Once we entered the bathhouse, a very large yellow building, we bought tickets to enter. We bought a pretty basic package that gave us a locker to put our clothes in and a two-hour session in the water. Towels could be rented as well for a very high extra cost, however, all of the money from the towel rental was refunded when the towels were returned. After changing into our swimwear, we walked out into the central courtyard where several bathers relaxed in three massive pools. We made our way to the least crowded one, to the far left, and were quite disappointed to learn the water was cold. We quickly learned that the hot water we expected was in the pool on the other side. Out of the three pools, one was a lap pool for those who wanted to work out. Between the other two, one was a cold pool, and the last one was the naturally heated water.

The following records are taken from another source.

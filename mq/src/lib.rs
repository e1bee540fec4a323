//! MuxQueue - shared mux/demux queue with correlation bookkeeping
//!
//! Producers hand [`Item`]s to the mux side; a [`Batcher`] drains them in
//! batches through a [`BatchProcessor`] and records one outcome per item on
//! the demux side; waiters poll by [`CorrelationId`] and consume the result
//! exactly once.
//!
//! # Architecture
//!
//! ```text
//!  enqueue_outgoing ──► mux channel ──► Batcher ──► BatchProcessor
//!                                          │
//!  is_pending / consume_result ◄── demux map ◄── record_result
//! ```
//!
//! # Example
//!
//! ```ignore
//! use std::sync::Arc;
//! use muxqueue::{Batcher, BatcherConfig, MemoryQueue, QueueConfig};
//!
//! let (queue, rx) = MemoryQueue::new(QueueConfig::default());
//! let queue = Arc::new(queue);
//! tokio::spawn(Batcher::new(BatcherConfig::default()).run(rx, queue.clone(), processor));
//! ```

mod batcher;
pub mod config;
mod error;
mod id;
mod item;
mod memory;
mod queue;

pub use batcher::{BatchProcessor, Batcher, BatcherStats};
pub use config::{BatcherConfig, QueueConfig};
pub use error::{ProcessError, QueueError};
pub use id::CorrelationId;
pub use item::{Item, Response};
pub use memory::{MemoryQueue, MuxReceiver, PurgeStats, QueueMetrics};
pub use queue::{MuxDemuxQueue, QueueResult};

After spending a little while in the hot water, we went back to the changing rooms and changed back into our street clothes. We took the underground rail back to where we were dropped off by the bus. From there, we walked quickly to the banks of the Danube river and purchased tickets for an hour-long river cruise. The ship sails up and around Margaret Island, an island in the middle of the Danube, and back to where you board. Along the way, several important buildings are visible like the Parliment building and the Fisherman’s Bastion from the water. We also sailed under the chain bridge which will be important later on. The open-air boat was nice as the wind blew into my face and really cooled me down.

After the boat dropped us back off at the dock, we still had a few hours before we had to meet our tour group again. So we went back to where the bus dropped us off and did some shopping. After shopping, we decided to sit and rest in a small square. Several people with Segways were going around to tourists and trying to sell them Segway tours. One such salesman let me ride his Segway for a few minutes. It was my first time on a Segway, and while it was a little scary at first, I quickly got the hang of it. I was a natural if I say so myself.

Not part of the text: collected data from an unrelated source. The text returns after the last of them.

//! In-memory shared queue
//!
//! The mux side is a bounded tokio channel drained by the batching worker.
//! The demux side is a sharded concurrent map keyed by correlation id, so
//! waiters polling distinct ids never queue up behind one lock.

use std::sync::atomic::{AtomicBool, AtomicU64, Ordering};
use std::sync::{Arc, RwLock};
use std::time::Duration;

use dashmap::DashMap;
use dashmap::mapref::entry::Entry as MapEntry;
use tokio::sync::mpsc;
use tokio::sync::mpsc::error::TrySendError;
use tokio::task::JoinHandle;
use tokio::time::{Instant, MissedTickBehavior};
use tracing::{debug, info, warn};

use crate::config::QueueConfig;
use crate::error::QueueError;
use crate::id::CorrelationId;
use crate::item::{Item, Response};
use crate::queue::{MuxDemuxQueue, QueueResult};

enum Slot {
    Pending,
    Resolved(Option<Response>),
}

/// Demux-side bookkeeping for one correlation id
struct Entry {
    slot: Slot,
    /// When the entry last changed state (enqueued or resolved)
    since: Instant,
}

impl Entry {
    fn pending() -> Self {
        Self {
            slot: Slot::Pending,
            since: Instant::now(),
        }
    }

    fn is_pending(&self) -> bool {
        matches!(self.slot, Slot::Pending)
    }

    fn into_response(self) -> Option<Response> {
        match self.slot {
            Slot::Resolved(response) => response,
            Slot::Pending => None,
        }
    }
}

#[derive(Default)]
struct Counters {
    enqueued: AtomicU64,
    resolved: AtomicU64,
    consumed: AtomicU64,
    expired: AtomicU64,
    dropped: AtomicU64,
}

/// Point-in-time queue metrics
#[derive(Debug, Clone, Default, PartialEq, Eq)]
pub struct QueueMetrics {
    /// Ids waiting for a result
    pub pending: usize,
    /// Ids resolved but not yet consumed
    pub resolved: usize,
    pub enqueued_total: u64,
    pub resolved_total: u64,
    pub consumed_total: u64,
    pub expired_total: u64,
    pub dropped_total: u64,
}

/// Outcome of one expiry sweep
#[derive(Debug, Clone, Copy, Default, PartialEq, Eq)]
pub struct PurgeStats {
    /// Stale pending entries resolved as permanently absent
    pub expired: usize,
    /// Stale resolved entries nobody consumed, removed
    pub evicted: usize,
}

/// Receiving end of the mux side, owned by the batching worker
pub struct MuxReceiver {
    rx: mpsc::Receiver<Item>,
}

impl MuxReceiver {
    /// Receive a single item. `None` once the queue is closed and drained.
    pub async fn recv(&mut self) -> Option<Item> {
        self.rx.recv().await
    }

    /// Wait for one item, then keep collecting until `max_elements` items are
    /// gathered or `max_wait` has passed since the first one arrived.
    ///
    /// Returns an empty batch only when the queue is closed and drained.
    pub async fn recv_batch(&mut self, max_elements: usize, max_wait: Duration) -> Vec<Item> {
        let max_elements = max_elements.max(1);
        let mut batch = Vec::with_capacity(max_elements);

        let Some(first) = self.rx.recv().await else {
            debug!("MuxReceiver::recv_batch: channel closed");
            return batch;
        };
        batch.push(first);

        let deadline = Instant::now() + max_wait;
        while batch.len() < max_elements {
            match tokio::time::timeout_at(deadline, self.rx.recv()).await {
                Ok(Some(item)) => batch.push(item),
                Ok(None) | Err(_) => break,
            }
        }

        debug!(batch_len = batch.len(), "MuxReceiver::recv_batch: collected");
        batch
    }
}

/// In-process shared queue
pub struct MemoryQueue {
    config: QueueConfig,
    entries: DashMap<CorrelationId, Entry>,
    /// Taken on close so the receiver sees end-of-stream
    mux_tx: RwLock<Option<mpsc::Sender<Item>>>,
    closed: AtomicBool,
    counters: Counters,
}

impl MemoryQueue {
    /// Create a queue and the receiver for its mux side
    pub fn new(config: QueueConfig) -> (Self, MuxReceiver) {
        debug!(?config, "MemoryQueue::new: called");
        let (tx, rx) = mpsc::channel(config.mux_capacity.max(1));
        let queue = Self {
            config,
            entries: DashMap::new(),
            mux_tx: RwLock::new(Some(tx)),
            closed: AtomicBool::new(false),
            counters: Counters::default(),
        };
        (queue, MuxReceiver { rx })
    }

    pub fn config(&self) -> &QueueConfig {
        &self.config
    }

    pub fn is_closed(&self) -> bool {
        self.closed.load(Ordering::Acquire)
    }

    /// Stop accepting new items while keeping the demux side working
    ///
    /// The mux receiver drains what is buffered and then ends, so the batching
    /// worker finishes in-flight items and exits. Waiters still get results.
    pub fn seal(&self) {
        let sender = match self.mux_tx.write() {
            Ok(mut tx) => tx.take(),
            Err(poisoned) => poisoned.into_inner().take(),
        };
        if sender.is_some() {
            info!("MemoryQueue sealed, no longer accepting items");
        }
    }

    /// Shut the queue down
    ///
    /// Every later call fails with `Unavailable`, all bookkeeping is released,
    /// and the mux receiver drains what is buffered and then ends.
    pub fn close(&self) {
        if self.closed.swap(true, Ordering::AcqRel) {
            return;
        }
        self.seal();
        let released = self.entries.len();
        self.entries.clear();
        info!(released, "MemoryQueue closed");
    }

    /// Run one expiry sweep against the configured TTLs
    pub fn purge_expired(&self) -> PurgeStats {
        let now = Instant::now();
        let pending_ttl = self.config.pending_ttl();
        let result_ttl = self.config.result_ttl();
        let mut stats = PurgeStats::default();

        self.entries.retain(|id, entry| {
            let age = now.saturating_duration_since(entry.since);
            if entry.is_pending() {
                if age >= pending_ttl {
                    debug!(%id, ?age, "MemoryQueue::purge_expired: pending entry expired");
                    entry.slot = Slot::Resolved(None);
                    entry.since = now;
                    stats.expired += 1;
                }
                true
            } else if age >= result_ttl {
                debug!(%id, ?age, "MemoryQueue::purge_expired: unconsumed result evicted");
                stats.evicted += 1;
                false
            } else {
                true
            }
        });

        self.counters.expired.fetch_add(stats.expired as u64, Ordering::Relaxed);
        self.counters.dropped.fetch_add(stats.evicted as u64, Ordering::Relaxed);
        stats
    }

    /// Spawn a background task sweeping expired entries every `reaper-interval`
    ///
    /// The task holds only a weak reference and exits once the queue is
    /// closed or dropped.
    pub fn spawn_reaper(self: &Arc<Self>) -> JoinHandle<()> {
        let interval = self.config.reaper_interval().max(Duration::from_millis(1));
        debug!(?interval, "MemoryQueue::spawn_reaper: called");
        let queue = Arc::downgrade(self);

        tokio::spawn(async move {
            let mut ticker = tokio::time::interval(interval);
            ticker.set_missed_tick_behavior(MissedTickBehavior::Delay);
            ticker.tick().await;

            loop {
                ticker.tick().await;
                let Some(queue) = queue.upgrade() else {
                    break;
                };
                if queue.is_closed() {
                    break;
                }
                let stats = queue.purge_expired();
                if stats.expired > 0 || stats.evicted > 0 {
                    info!(expired = stats.expired, evicted = stats.evicted, "Reaper swept stale entries");
                }
            }

            debug!("MemoryQueue reaper exiting");
        })
    }

    pub fn metrics(&self) -> QueueMetrics {
        let mut metrics = QueueMetrics {
            enqueued_total: self.counters.enqueued.load(Ordering::Relaxed),
            resolved_total: self.counters.resolved.load(Ordering::Relaxed),
            consumed_total: self.counters.consumed.load(Ordering::Relaxed),
            expired_total: self.counters.expired.load(Ordering::Relaxed),
            dropped_total: self.counters.dropped.load(Ordering::Relaxed),
            ..Default::default()
        };
        for entry in self.entries.iter() {
            if entry.is_pending() {
                metrics.pending += 1;
            } else {
                metrics.resolved += 1;
            }
        }
        metrics
    }

    fn ensure_open(&self) -> QueueResult<()> {
        if self.is_closed() {
            return Err(QueueError::Unavailable("queue closed".to_string()));
        }
        Ok(())
    }

    fn send_to_mux(&self, item: Item) -> QueueResult<()> {
        let guard = self
            .mux_tx
            .read()
            .map_err(|_| QueueError::Unavailable("mux sender lock poisoned".to_string()))?;
        let tx = guard
            .as_ref()
            .ok_or_else(|| QueueError::Unavailable("mux side sealed".to_string()))?;

        tx.try_send(item).map_err(|e| match e {
            TrySendError::Full(_) => QueueError::Full {
                capacity: self.config.mux_capacity,
            },
            TrySendError::Closed(_) => QueueError::Unavailable("mux receiver dropped".to_string()),
        })
    }
}

impl MuxDemuxQueue for MemoryQueue {
    fn enqueue_outgoing(&self, item: Item) -> QueueResult<()> {
        debug!(id = %item.id, destination = %item.destination, "MemoryQueue::enqueue_outgoing: called");
        self.ensure_open()?;
        let id = item.id;

        // Track the id before it becomes visible to the worker so a fast
        // result never arrives for an unknown id.
        match self.entries.entry(id) {
            MapEntry::Occupied(_) => return Err(QueueError::DuplicateIdentifier(id)),
            MapEntry::Vacant(slot) => {
                slot.insert(Entry::pending());
            }
        }

        if let Err(e) = self.send_to_mux(item) {
            warn!(%id, error = %e, "Failed to hand item to mux side");
            self.entries.remove(&id);
            return Err(e);
        }

        self.counters.enqueued.fetch_add(1, Ordering::Relaxed);
        Ok(())
    }

    fn is_pending(&self, id: &CorrelationId) -> QueueResult<bool> {
        self.ensure_open()?;
        match self.entries.get(id) {
            Some(entry) => Ok(entry.is_pending()),
            None => Err(QueueError::UnknownIdentifier(*id)),
        }
    }

    fn consume_result(&self, id: &CorrelationId) -> QueueResult<Option<Response>> {
        debug!(%id, "MemoryQueue::consume_result: called");
        self.ensure_open()?;
        match self.entries.remove_if(id, |_, entry| !entry.is_pending()) {
            Some((_, entry)) => {
                self.counters.consumed.fetch_add(1, Ordering::Relaxed);
                Ok(entry.into_response())
            }
            None if self.entries.contains_key(id) => Err(QueueError::StillPending(*id)),
            None => Err(QueueError::UnknownIdentifier(*id)),
        }
    }

    fn record_result(&self, id: &CorrelationId, response: Option<Response>) -> QueueResult<()> {
        debug!(%id, has_value = response.is_some(), "MemoryQueue::record_result: called");
        self.ensure_open()?;
        let mut entry = self
            .entries
            .get_mut(id)
            .ok_or(QueueError::UnknownIdentifier(*id))?;

        if !entry.is_pending() {
            warn!(%id, "Result already recorded, keeping the first one");
            return Ok(());
        }

        entry.slot = Slot::Resolved(response);
        entry.since = Instant::now();
        self.counters.resolved.fetch_add(1, Ordering::Relaxed);
        Ok(())
    }

    fn drop_interest(&self, id: &CorrelationId) -> QueueResult<bool> {
        let removed = self.entries.remove(id).is_some();
        if removed {
            debug!(%id, "MemoryQueue::drop_interest: released");
            self.counters.dropped.fetch_add(1, Ordering::Relaxed);
        }
        Ok(removed)
    }
}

Soon, it was time to meet up with our tour group again. We had already been told the meeting point and we realized that we were quite close to it. We were one of the first people to arrive! The meeting point was the restaurant we were having dinner at that night. After a scrumptious meal, most of our tour group went back to the hotel. But we wanted to see Budapest by night. After asking for directions, we made our way to the very famous Chainbridge which spans the length of the Danube. The sun was setting which created for some beautiful pictures.

We walked across the Chainbridge, which took several minutes, and on the other side, decided to ride the funicular. A funicular is like a combination between a cable car and a train as it is a railed vehicle moving up a very steep incline. At the top, we could take photos of the city below. Unfortunately, we timed our trip up at a bad time and we weren’t able to see Budapest all lit up from the top of the funicular. Instead of riding the funicular back down, we decided to get some exercise by walking all the way back down to where we boarded it. A little dejected that the city had still not lit up, we started to walk back across the Chainbridge and make our way back to the hotel. However, when we were just about halfway across the bridge, all the lights in the city seemed to come on simultaneously! THAT MADE FOR SOME LOVELY PICTURES! We could even see the Parliment building looking really nice in the mood lighting.

We went back to the underground rail station from before because we knew exactly where our hotel was in terms of underground rail stations. However, because Budapest is adding to its underground rail system, so some of the stations on the way were closed. So we were asked to get out of the train and get on a local bus. This was a nice surprise as now, we were able to experience bot the underground rail, and the local bus. The bus dropped us off right in front of our hotel. We were exhausted, but very happy with all the sights we were able to see.